Eoghan Dalton takes a look a the controversial move of introducing atheism classes in Irish primary schools.
Starting in September next year, this country’s primary school children will be able to study atheism. The subject is being placed on the syllabus after the groups Educate Together and Atheist Ireland combined to create a set of lessons to be placed on the curriculum. Educate Together is an NGO that has opened numerous schools for primary and secondary students across the country, with the schools allowing access for children no matter their religious or cultural background. Atheist Ireland, meanwhile, outlines its mission statement as aiming to promote reason, atheism and ”an ethical, secular state”.
The course will be used in only seven percent of schools, though, as the rest of the nation’s schools are under the control of the Catholic Church. This will affect roughly 16,000 children. However the course will be made available via online means, ensuring that any child can access it as long as they possess an internet connection.
There are dilemmas still to be sorted though; the course needs to be publicised carefully so that people understand that the aim of the course is to teach about atheism, not teach that it is true. To do otherwise would be following the same method that the Church uses in its own schools. There is likely to be parents who will appeal for their children to be able to opt out of the atheism classes too, as can be done in Church run institutions. According to Michael Nugent, the head of Atheist Ireland, those children will be placed into separate classes where they can continue to learn.

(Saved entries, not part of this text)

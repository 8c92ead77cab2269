//! # Drive Frame Codec
//!
//! Binary frame carrying one drive command to the motor controller.
//!
//! ```text
//! +------+--------+------+-----------+------------+------+
//! | sync | length | type | left i16  | right i16  | crc  |
//! | 0xA5 |  0x05  | 0x01 | big endian| big endian |      |
//! +------+--------+------+-----------+------------+------+
//! ```
//!
//! `length` counts type and payload bytes. The CRC-8/DVB-S2 covers length,
//! type and payload.

use bytes::{BufMut, Bytes, BytesMut};

use super::crc::crc8;
use crate::control::mixer::DriveCommand;
use crate::error::{RcBridgeError, Result};

/// Frame start marker
pub const DRIVE_SYNC_BYTE: u8 = 0xA5;

/// Drive command frame type
pub const DRIVE_FRAME_TYPE: u8 = 0x01;

/// Drive payload size (two i16 values)
pub const DRIVE_PAYLOAD_SIZE: usize = 4;

/// Value of the length field: type + payload
pub const DRIVE_FRAME_LENGTH: u8 = 1 + DRIVE_PAYLOAD_SIZE as u8;

/// Complete frame size: sync + length + type + payload + crc
pub const DRIVE_FRAME_SIZE: usize = 2 + DRIVE_FRAME_LENGTH as usize + 1;

/// Encodes `command` into a complete drive frame.
///
/// # Examples
///
/// ```
/// use rc_drive_bridge::control::mixer::DriveCommand;
/// use rc_drive_bridge::motor::frame::{encode_drive_frame, DRIVE_FRAME_SIZE};
///
/// let frame = encode_drive_frame(DriveCommand::new(255, -255));
/// assert_eq!(frame.len(), DRIVE_FRAME_SIZE);
/// assert_eq!(&frame[3..7], &[0x00, 0xFF, 0xFF, 0x01]);
/// ```
#[must_use]
pub fn encode_drive_frame(command: DriveCommand) -> Bytes {
    let mut frame = BytesMut::with_capacity(DRIVE_FRAME_SIZE);
    frame.put_u8(DRIVE_SYNC_BYTE);
    frame.put_u8(DRIVE_FRAME_LENGTH);
    frame.put_u8(DRIVE_FRAME_TYPE);
    frame.put_i16(command.left);
    frame.put_i16(command.right);

    let crc = crc8(&frame[1..]);
    frame.put_u8(crc);
    frame.freeze()
}

/// Decodes a complete drive frame.
///
/// # Errors
///
/// Returns `Serial` error if the frame is truncated, has the wrong sync,
/// length or type byte, or fails the CRC.
pub fn decode_drive_frame(frame: &[u8]) -> Result<DriveCommand> {
    if frame.len() < DRIVE_FRAME_SIZE {
        return Err(RcBridgeError::Serial(format!(
            "Drive frame too short: expected {} bytes, got {}",
            DRIVE_FRAME_SIZE,
            frame.len()
        )));
    }
    if frame[0] != DRIVE_SYNC_BYTE {
        return Err(RcBridgeError::Serial(format!("Invalid sync byte: 0x{:02X}", frame[0])));
    }
    if frame[1] != DRIVE_FRAME_LENGTH || frame[2] != DRIVE_FRAME_TYPE {
        return Err(RcBridgeError::Serial(format!(
            "Unexpected length/type: 0x{:02X}/0x{:02X}",
            frame[1], frame[2]
        )));
    }

    let crc_index = DRIVE_FRAME_SIZE - 1;
    let expected = crc8(&frame[1..crc_index]);
    if frame[crc_index] != expected {
        return Err(RcBridgeError::Serial(format!(
            "CRC mismatch: expected 0x{:02X}, got 0x{:02X}",
            expected, frame[crc_index]
        )));
    }

    Ok(DriveCommand::new(
        i16::from_be_bytes([frame[3], frame[4]]),
        i16::from_be_bytes([frame[5], frame[6]]),
    ))
}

Aside from education, the group is also focusing its efforts on eliminating the Defamation Bill 2009 from Irish society, as it criminalises blasphemy.
Currently if a child wishes to opt out of religious classes in a Church run school then their parents sometimes must organise an alternative for them, as the school isn’t legally responsible for the child’s safety in such situations. However, the majority of schools will still find some activity to busy the child if they do opt out. By making the atheism course online and available to download as an app for smartphones, it means that those children who opt out in Church controlled schools can use the course for their free time.
For an organisation which is only five years old, Atheist Ireland has achieved something admirable with the course. By designing the classes around educating about concepts such as reason and humanism, controversy has been mainly avoided. The course, or Atheist Ireland itself, can’t be legitimately derided as following a ”militant” mindset, despite rumours that Richard Dawkins’ The Magic of Reality will be included on the course syllabus (Dawkins is regularly described as being the unofficial head of hardline atheists).
Aside from education, the group is also focusing its efforts on eliminating the Defamation Bill 2009 from Irish society, as it criminalises blasphemy. It also seeks to secularise the Constitution ; each judge and president of the Republic must swear an oath which is religiously worded, ending with the line ”May God sustain and direct me”. Oaths such as this are believed to essentially prohibit non-Christians from holding these positions and are holdovers from the early days of the State.
This also isn’t the only news from the past few weeks where secularism is being popularised in education, as the French government has made it compulsory for every school to conspicuously display a ”secularism charter” outlining the principles of the nation. France is already a highly secularist country though, and many commentators have already called for a stricter set of rules to be brought in regarding its handling of the State’s many cultures.
We probably won’t see the results of the atheism course on Irish society for some time, assuming there will be any at all. Still, early reactions from pupils and teachers should make for interesting observation. Local schools which will implement the course include Cork Educate Together NS on Grattan Street, near the city centre, and Rochestown Educate Together NS.